On October 24, The Economist published an article profiling Lithuania’s use of software known as Demaskuok (“debunk” in Lithuanian) to combat disinformation emanating from Russian disinformation factories. As The Economist noted, Russian-sponsored disinformation “is a bane everywhere, but it is particularly rife in Estonia, Latvia and Lithuania—the three countries that, in 1990, were the first to declare independence from the Soviet Union” and later “join[ed] NATO and the European Union.” Those offenses, in the eyes of certain Russians still nostalgic for the halcyon days of Soviet rule, warrants making the Baltic states “particular targets for falsehoods intended to confuse and destabilise.”
Demaskuok has become the tip of the spear for Lithuanians to combat these relentless Russian disinformation campaigns. According to The Economist, it is software that searches for the true points of origin of particular disinformation. Developed by Lithuanian news portal Delfi in conjunction with Google, it
works by sifting through reams of online verbiage in Lithuanian, Russian and English, scoring items for the likelihood that they are disinformation. Then, by tracking back through the online history of reports that look suspicious, it attempts to pin down a disinformation campaign’s point of origin—its patient zero.
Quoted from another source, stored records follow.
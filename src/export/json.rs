//! JSON export implementation.
//!
//! Exports analysis results in JSON format for machine-readable output.

use super::{Exporter, Report};
use crate::analyzer::Verdict;
use serde::Serialize;
use std::io::{self, Write};

/// JSON exporter implementation.
pub struct JsonExporter;

/// Root JSON export structure.
#[derive(Serialize)]
struct JsonExport<'a> {
    verdict: Verdict,
    headline: &'static str,
    credibility: f64,
    band: &'static str,
    flags: &'a [String],
    input_chars: usize,
}

impl Exporter for JsonExporter {
    fn export<W: Write>(&self, report: &Report, writer: &mut W) -> io::Result<()> {
        let result = &report.result;
        let export = JsonExport {
            verdict: result.verdict,
            headline: result.verdict.headline(),
            credibility: result.credibility,
            band: result.band().label(),
            flags: &result.flags,
            input_chars: report.input_chars,
        };

        let json = serde_json::to_string_pretty(&export)
            .map_err(|e| io::Error::new(io::ErrorKind::InvalidData, e))?;

        writeln!(writer, "{}", json)
    }
}
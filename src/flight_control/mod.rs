//! Simulation core: aircraft state, segment interpolation, per-tick physics and the
//! touchdown fault model, tied together by the [`FlightComputer`].

mod aircraft_state;
pub(crate) mod common;
mod fault_model;
mod flight_computer;
mod flight_phase;
mod flight_plan;
mod physics;
mod segment;
#[cfg(test)]
mod tests;

pub use aircraft_state::{AircraftState, GearStatus};
pub use fault_model::{LandingAssessment, assess_landing};
pub use flight_computer::FlightComputer;
pub use flight_phase::{FlightPhase, RunwayCondition};
pub use flight_plan::{ABJ, FlightPlan, SegmentPlan};
pub use physics::{hydraulic_lag, hydraulic_target, update_physics, vibration_baseline};
pub use segment::{SegmentStepper, pitch_for};
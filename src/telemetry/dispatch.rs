use super::sink::SinkError;
use crate::event;
use std::future::Future;
use tokio::task::JoinSet;

/// Bounded set of fire-and-forget HTTP dispatches.
///
/// Pushing never waits: finished dispatches are reaped first, and once `capacity`
/// dispatches are still running, new ones are refused with [`SinkError::Backlog`].
pub(crate) struct DispatchQueue {
    name: &'static str,
    tasks: JoinSet<Result<(), SinkError>>,
    capacity: usize,
    failed: usize,
}

impl DispatchQueue {
    pub(crate) fn new(name: &'static str, capacity: usize) -> Self {
        Self {
            name,
            tasks: JoinSet::new(),
            capacity,
            failed: 0,
        }
    }

    pub(crate) fn in_flight(&self) -> usize { self.tasks.len() }

    /// Spawns `dispatch` onto the runtime unless the queue is saturated.
    pub(crate) fn push<F>(&mut self, dispatch: F) -> Result<(), SinkError>
    where
        F: Future<Output = Result<(), SinkError>> + Send + 'static,
    {
        self.reap();
        if self.tasks.len() >= self.capacity {
            return Err(SinkError::Backlog);
        }
        self.tasks.spawn(dispatch);
        Ok(())
    }

    /// Waits for every outstanding dispatch and returns the number of failures seen
    /// since the last drain.
    pub(crate) async fn drain(&mut self) -> usize {
        if self.in_flight() > 0 {
            event!("Waiting for {} {} dispatches", self.in_flight(), self.name);
        }
        while let Some(res) = self.tasks.join_next().await {
            self.count(res);
        }
        std::mem::take(&mut self.failed)
    }

    fn reap(&mut self) {
        while let Some(res) = self.tasks.try_join_next() {
            self.count(res);
        }
    }

    fn count(&mut self, res: Result<Result<(), SinkError>, tokio::task::JoinError>) {
        match res {
            Ok(Ok(())) => {}
            Ok(Err(e)) => {
                self.failed += 1;
                event!("{} dispatch failed: {e:?}", self.name);
            }
            Err(e) => {
                self.failed += 1;
                event!("{} dispatch aborted: {e}", self.name);
            }
        }
    }
}
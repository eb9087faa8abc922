//! Outward collaborators of the simulator. Every one of them is a one-way sink:
//! live snapshot feeds, the phase event log, the alert notifier and the durable
//! sample log. Failures are returned as [`SinkError`] and never retried.

mod dispatch;
mod event_log;
mod http_client;
mod notifier;
mod sample_log;
mod sink;
mod stats;
mod udp_feed;

pub(crate) use event_log::RestEventLog;
pub(crate) use notifier::WebhookNotifier;
pub(crate) use sample_log::CsvSampleLog;
pub use sink::{
    Alert, EventLog, Notifier, PhaseEvent, SampleRow, SampleStore, SinkError, Snapshot,
    SnapshotSink,
};
pub use stats::SinkStats;
pub(crate) use udp_feed::UdpFeed;
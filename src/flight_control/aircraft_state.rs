use super::{
    common::{Waypoint, normalize_heading},
    flight_phase::{FlightPhase, RunwayCondition},
};
use strum_macros::Display;

/// Condition word reported in the `Stat` column of the sample log.
#[derive(Debug, PartialEq, Eq, Clone, Copy, Display)]
pub enum GearStatus {
    #[strum(serialize = "NORMAL")]
    Normal,
    #[strum(serialize = "DEGRADED")]
    Degraded,
    #[strum(serialize = "CRITICAL")]
    Critical,
}

/// Complete mutable condition of the simulated aircraft.
///
/// Created once per run and exclusively owned by the [`FlightComputer`](super::FlightComputer).
/// All setters keep the domain invariants locally: the gear position stays in `[0, 1]`,
/// health values never rise and never drop below zero, vibration is non-negative and the
/// brakes never cool below ambient.
#[derive(Debug, Clone, PartialEq)]
pub struct AircraftState {
    position: Waypoint,
    heading: f64,
    roll: f64,
    pitch: f64,
    gear_position: f64,
    gear_cycles: u32,
    /// Main gear health in percent.
    main_health: f64,
    /// Nose gear health in percent.
    nose_health: f64,
    /// Seal integrity as a fraction.
    seal_integrity: f64,
    hyd_pressure: f64,
    brake_temp: f64,
    strut_pressure: f64,
    oil_temp: f64,
    vibration: f64,
    g_force: f64,
    side_load: f64,
    runway_condition: RunwayCondition,
    flight_id: String,
    phase: Option<FlightPhase>,
    speed: f64,
}

impl AircraftState {
    pub const FULL_HEALTH: f64 = 100.0;
    /// Lowest temperature the brakes can cool down to.
    pub const AMBIENT_BRAKE_TEMP: f64 = 20.0;
    const DEGRADED_HEALTH: f64 = 80.0;
    const CRITICAL_HEALTH: f64 = 50.0;
    const INIT_ID: &'static str = "INIT";

    /// Creates the parked, fully healthy aircraft at `origin`.
    pub fn new(origin: Waypoint) -> Self {
        Self {
            position: origin,
            heading: 90.0,
            roll: 0.0,
            pitch: 0.0,
            gear_position: 1.0,
            gear_cycles: 0,
            main_health: Self::FULL_HEALTH,
            nose_health: Self::FULL_HEALTH,
            seal_integrity: 1.0,
            hyd_pressure: 3000.0,
            brake_temp: 150.0,
            strut_pressure: 1800.0,
            oil_temp: 45.0,
            vibration: 0.1,
            g_force: 1.0,
            side_load: 0.0,
            runway_condition: RunwayCondition::Dry,
            flight_id: String::from(Self::INIT_ID),
            phase: None,
            speed: 0.0,
        }
    }

    pub fn position(&self) -> Waypoint { self.position }
    pub fn lat(&self) -> f64 { self.position.lat() }
    pub fn lon(&self) -> f64 { self.position.lon() }
    pub fn alt(&self) -> f64 { self.position.alt() }
    pub fn heading(&self) -> f64 { self.heading }
    pub fn roll(&self) -> f64 { self.roll }
    pub fn pitch(&self) -> f64 { self.pitch }
    pub fn gear_position(&self) -> f64 { self.gear_position }
    pub fn gear_cycles(&self) -> u32 { self.gear_cycles }
    pub fn main_health(&self) -> f64 { self.main_health }
    pub fn nose_health(&self) -> f64 { self.nose_health }
    pub fn seal_integrity(&self) -> f64 { self.seal_integrity }
    pub fn hyd_pressure(&self) -> f64 { self.hyd_pressure }
    pub fn brake_temp(&self) -> f64 { self.brake_temp }
    pub fn strut_pressure(&self) -> f64 { self.strut_pressure }
    pub fn oil_temp(&self) -> f64 { self.oil_temp }
    pub fn vibration(&self) -> f64 { self.vibration }
    pub fn g_force(&self) -> f64 { self.g_force }
    pub fn side_load(&self) -> f64 { self.side_load }
    pub fn runway_condition(&self) -> RunwayCondition { self.runway_condition }
    pub fn flight_id(&self) -> &str { &self.flight_id }
    pub fn phase(&self) -> Option<FlightPhase> { self.phase }
    pub fn speed(&self) -> f64 { self.speed }

    /// Active phase name, `INIT` before the first segment starts.
    pub fn phase_name(&self) -> &'static str { self.phase.map_or(Self::INIT_ID, Into::into) }

    pub fn gear_status(&self) -> GearStatus {
        if self.main_health >= Self::DEGRADED_HEALTH {
            GearStatus::Normal
        } else if self.main_health >= Self::CRITICAL_HEALTH {
            GearStatus::Degraded
        } else {
            GearStatus::Critical
        }
    }

    /// Makes `phase` the single active phase of flight `flight_id` at the commanded `speed`.
    pub fn enter_phase(&mut self, flight_id: &str, phase: FlightPhase, speed: f64) {
        if self.flight_id != flight_id {
            self.flight_id = String::from(flight_id);
        }
        self.phase = Some(phase);
        self.speed = speed;
    }

    pub fn translate(&mut self, d_lat: f64, d_lon: f64, d_alt: f64) {
        self.position = Waypoint::new(
            self.position.lat() + d_lat,
            self.position.lon() + d_lon,
            self.position.alt() + d_alt,
        );
    }

    pub fn set_position(&mut self, position: Waypoint) { self.position = position; }

    pub fn set_heading(&mut self, heading: f64) { self.heading = normalize_heading(heading); }

    pub fn set_pitch(&mut self, pitch: f64) { self.pitch = pitch; }

    /// Moves the gear by `delta`, saturating at fully retracted/extended.
    pub fn move_gear(&mut self, delta: f64) { self.set_gear_position(self.gear_position + delta); }

    pub fn set_gear_position(&mut self, position: f64) {
        self.gear_position = if position.is_nan() { self.gear_position } else { position.clamp(0.0, 1.0) };
    }

    /// Counts one completed gear cycle, saturating rather than wrapping.
    pub fn register_gear_cycle(&mut self) { self.gear_cycles = self.gear_cycles.saturating_add(1); }

    /// Removes `amount` percent of main gear health. Negative amounts are ignored.
    pub fn degrade_main_health(&mut self, amount: f64) {
        if amount.is_nan() || amount <= 0.0 {
            return;
        }
        self.main_health = (self.main_health - amount).max(0.0);
    }

    pub fn set_g_force(&mut self, g_force: f64) { self.g_force = g_force; }

    pub fn set_hyd_pressure(&mut self, pressure: f64) { self.hyd_pressure = pressure.max(0.0); }

    pub fn set_brake_temp(&mut self, temp: f64) {
        self.brake_temp = temp.max(Self::AMBIENT_BRAKE_TEMP);
    }

    pub fn set_vibration(&mut self, vibration: f64) { self.vibration = vibration.max(0.0); }
}
use crate::flight_control::FlightPhase;
use std::fmt::{Display, Formatter};

/// Progress of a whole run.
#[derive(Debug, Clone, Copy, PartialEq, Eq)]
pub enum RunState {
    /// Before the first tick.
    Init,
    /// Flying `phase` of the 1-based `cycle`.
    Flying { cycle: u32, phase: FlightPhase },
    /// All configured cycles completed.
    Finished,
    /// Stopped early on request.
    Cancelled,
}

impl RunState {
    pub fn is_terminal(self) -> bool { matches!(self, RunState::Finished | RunState::Cancelled) }
}

impl Display for RunState {
    fn fmt(&self, f: &mut Formatter<'_>) -> std::fmt::Result {
        match self {
            RunState::Init => write!(f, "INIT"),
            RunState::Flying { cycle, phase } => write!(f, "cycle {cycle} {phase}"),
            RunState::Finished => write!(f, "FINISHED"),
            RunState::Cancelled => write!(f, "CANCELLED"),
        }
    }
}
use super::{
    aircraft_state::AircraftState,
    common::RandomSource,
    fault_model::{LandingAssessment, assess_landing},
    flight_plan::SegmentPlan,
    physics::update_physics,
    segment::SegmentStepper,
};
use std::time::Duration;

/// Result of one simulated tick.
#[derive(Debug, Clone, Copy, PartialEq, Eq)]
pub struct TickReport {
    /// Monotonic tick counter over the whole run, starting at 0.
    pub tick: u64,
    /// Index of the tick within the active segment.
    pub segment_tick: usize,
    /// Whether this tick is due for the durable sample log.
    pub persist_sample: bool,
}

/// The simulation engine: owns the aircraft state and the random source and advances
/// simulated time one fixed tick at a time.
///
/// Nothing in here waits on the wall clock; pacing is left to the caller.
#[derive(Debug)]
pub struct FlightComputer<R: RandomSource> {
    state: AircraftState,
    rng: R,
    tick_rate: u32,
    sample_interval: usize,
    ticks: u64,
}

impl<R: RandomSource> FlightComputer<R> {
    /// Creates an engine running `tick_rate` ticks per simulated second that marks one
    /// tick per simulated second for persistence. A zero `tick_rate` is raised to 1.
    pub fn new(state: AircraftState, rng: R, tick_rate: u32) -> Self {
        let tick_rate = tick_rate.max(1);
        Self {
            state,
            rng,
            tick_rate,
            sample_interval: tick_rate as usize,
            ticks: 0,
        }
    }

    pub fn state(&self) -> &AircraftState { &self.state }
    pub fn tick_rate(&self) -> u32 { self.tick_rate }
    pub fn ticks(&self) -> u64 { self.ticks }

    /// Length of one tick in seconds.
    pub fn dt(&self) -> f64 { 1.0 / f64::from(self.tick_rate) }

    /// Simulated time elapsed since the start of the run.
    #[allow(clippy::cast_precision_loss)]
    pub fn sim_time(&self) -> Duration {
        Duration::from_secs_f64(self.ticks as f64 / f64::from(self.tick_rate))
    }

    /// Makes `plan` the active segment of `flight_id` and returns its stepper.
    ///
    /// The stepper starts from the current state, not from the plan's nominal start.
    pub fn begin_segment(&mut self, flight_id: &str, plan: &SegmentPlan) -> SegmentStepper {
        self.state.enter_phase(flight_id, plan.phase(), plan.speed());
        let stepper = SegmentStepper::new(plan, &self.state, self.tick_rate);
        stepper.begin(&mut self.state);
        stepper
    }

    /// Advances the active segment by one tick and runs the physics update on the result.
    /// Returns `None` once the segment is complete.
    pub fn step(&mut self, stepper: &mut SegmentStepper) -> Option<TickReport> {
        let segment_tick = stepper.advance(&mut self.state)?;
        let dt = self.dt();
        update_physics(&mut self.state, stepper.phase(), stepper.speed(), dt, &mut self.rng);
        let report = TickReport {
            tick: self.ticks,
            segment_tick,
            persist_sample: segment_tick % self.sample_interval == 0,
        };
        self.ticks += 1;
        Some(report)
    }

    /// Counts the gear cycle of the upcoming touchdown, then decides and applies its outcome.
    pub fn touch_down(&mut self) -> LandingAssessment {
        self.state.register_gear_cycle();
        let assessment = assess_landing(self.state.gear_cycles(), &mut self.rng);
        assessment.apply(&mut self.state);
        assessment
    }
}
Demaskuok searches for a variety of clues characteristics of disinformation, such as:
- “[W]ording redolent of themes propagandists commonly exploit,” including “poverty, rape, environmental degradation, military shortcomings, war games, societal rifts, viruses and other health scares, political blunders, poor governance, and, ironically, the uncovering of deceit”;
- “[A] text’s ability to stir the emotions,” including topics like immigrants, sex, ethnicities, injustice, gossip, and scandal, because effective disinformation has that effect;
- “Virality,” “the number of times readers share or write about an item,” because “disinformation is crafted to be shared”;
- The reputations “of websites that host an item or provide a link to it”;
- “[T]he timing of a story’s appearance”; and
- The names of people quoted in disinformation, “as they sometimes crop up again, and images, which may be posted in other locations.
The software, however, does not do the job all on its own; human scrutiny “is an important part of the process.” Demaskuok users, who include Delfi journalists, the Lithuanian Foreign Ministry, “and a score of news outlets, think-tanks, universities and other organisations,” review items that Demaskuok flags and provide feedback on the accuracy of those flags to improve the software’s performance. In addition, more than 4,000 volunteers known as “elves” — about 50 at one time –
scroll through Demaskuok’s feed of suspected disinformation, selecting items to be verified. These are sent to the other elves for fact checking. Reports on the findings are then written up by the software’s users and emailed to newsrooms and other organisations, including Lithuania’s defence ministry, that produce written or video “debunks” for the public.
N.B.: Although disinformation and “deepfake” technology have garnered the most publicity for their geopolitical ramifications, companies must also be attentive to what one expert commentator termed “the threat deep fakes and disinformation more generally pos[e] to corporations, brands and markets.” Companies with international operations and visibility should therefore look more closely at the successes and techniques of Demaskuok – including its marriage of technology and human judgment – in evaluating their reputation risks and their capacity for timely prevention or response to disinformation campaigns directed at them.